■ DIRECTIONS
Find the string "callee" in the data, then copy every line where it is found.

*** Begin section ***

use log::{debug, trace};
use oxc_allocator::Allocator;
use oxc_ast::ast::*;
use oxc_ast_visit::{Visit, walk};
use oxc_parser::{ParseOptions, Parser as OxcParser, ParserReturn};
use oxc_span::SourceType;
use std::{fs, path::Path};

use crate::{
    error::AnalysisError,
    types::{SpecKind, Specifier},
};

/// Reads and parses `file`, returning its raw module specifiers.
///
/// JavaScript files that do not parse as modules are retried as scripts, so
/// CommonJS relying on sloppy-mode syntax still contributes its `require`s.
/// Recoverable diagnostics are ignored; only files that cannot be read or
/// that the parser gives up on are reported as errors.
pub fn imports_for(file: &Path) -> Result<Vec<Specifier>, AnalysisError> {
    trace!("Parsing file for imports: {}", file.display());
    let src = fs::read_to_string(file)
        .map_err(|source| AnalysisError::Io { path: file.to_path_buf(), source })?;

    let allocator = Allocator::default();
    let source_type = source_type_for(file);
    let mut ret = parse(&allocator, &src, source_type);
    if ret.panicked && source_type.is_javascript() {
        debug!("Retrying {} as a script", file.display());
        ret = parse(&allocator, &src, source_type.with_script(true));
    }

    let ParserReturn { program, errors, panicked, .. } = ret;
    if panicked {
        let message = errors
            .first()
            .map(|e| e.to_string())
            .unwrap_or_else(|| "parser aborted".to_string());
        return Err(AnalysisError::Parse { path: file.to_path_buf(), message });
    }
    if !errors.is_empty() {
        debug!("Recovered from {} parse diagnostics in {}", errors.len(), file.display());
    }

    let specs = extract_specifiers(&program);
    debug!("Found {} import specifiers in {}", specs.len(), file.display());
    Ok(specs)
}

fn parse<'a>(
    allocator: &'a Allocator,
    src: &'a str,
    source_type: SourceType,
) -> ParserReturn<'a> {
    // CommonJS entry points may `return` at the top level
    let options = ParseOptions { allow_return_outside_function: true, ..ParseOptions::default() };
    OxcParser::new(allocator, src, source_type).with_options(options).parse()
}

/// Collects specifiers from import declarations, then export-from
/// declarations, then `require('...')` calls anywhere in the program.
pub fn extract_specifiers(program: &Program<'_>) -> Vec<Specifier> {
    let mut imports: Vec<Specifier> = Vec::new();
    let mut re_exports: Vec<Specifier> = Vec::new();

    for stmt in &program.body {
        match stmt {
            Statement::ImportDeclaration(decl) => {
                trace!("Found import: '{}'", decl.source.value);
                imports.push(Specifier {
                    request: decl.source.value.to_string(),
                    kind: SpecKind::Import,
                });
            }
            Statement::ExportNamedDeclaration(decl) => {
                // `export { a }` and `export const a = ...` have no source module
                if let Some(source) = &decl.source {
                    trace!("Found re-export: '{}'", source.value);
                    re_exports.push(Specifier {
                        request: source.value.to_string(),
                        kind: SpecKind::ReExport,
                    });
                }
            }
            Statement::ExportAllDeclaration(decl) => {
                trace!("Found re-export: '{}'", decl.source.value);
                re_exports.push(Specifier {
                    request: decl.source.value.to_string(),
                    kind: SpecKind::ReExport,
                });
            }
            _ => {}
        }
    }

    let mut requires = RequireCollector::default();
    requires.visit_program(program);

    imports.extend(re_exports);
    imports.extend(requires.specs);
    imports
}

#[derive(Default)]
struct RequireCollector {
    specs: Vec<Specifier>,
}

impl<'a> Visit<'a> for RequireCollector {
    fn visit_call_expression(&mut self, it: &CallExpression<'a>) {
        if let Expression::Identifier(callee) = &it.callee
            && callee.name.as_str() == "require"
            && let Some(Expression::StringLiteral(sl)) =
                it.arguments.first().and_then(|arg| arg.as_expression())
        {
            trace!("Found require() call: '{}'", sl.value);
            self.specs.push(Specifier { request: sl.value.to_string(), kind: SpecKind::Require });
        }
        // Nested calls, e.g. `wrap(require('./a'))`
        walk::walk_call_expression(self, it);
    }
}

fn source_type_for(path: &Path) -> SourceType {
    let ext = path.extension().and_then(|e| e.to_str());

    SourceType::default()
        .with_module(true)
        .with_typescript(matches!(ext, Some("ts") | Some("tsx")))
        // Plain `.js` files routinely carry JSX in React projects
        .with_jsx(matches!(ext, Some("tsx") | Some("jsx") | Some("js")))
}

*** End section ***

■ ANSWER BOX
        if let Expression::Identifier(callee) = &it.callee
            && callee.name.as_str() == "require"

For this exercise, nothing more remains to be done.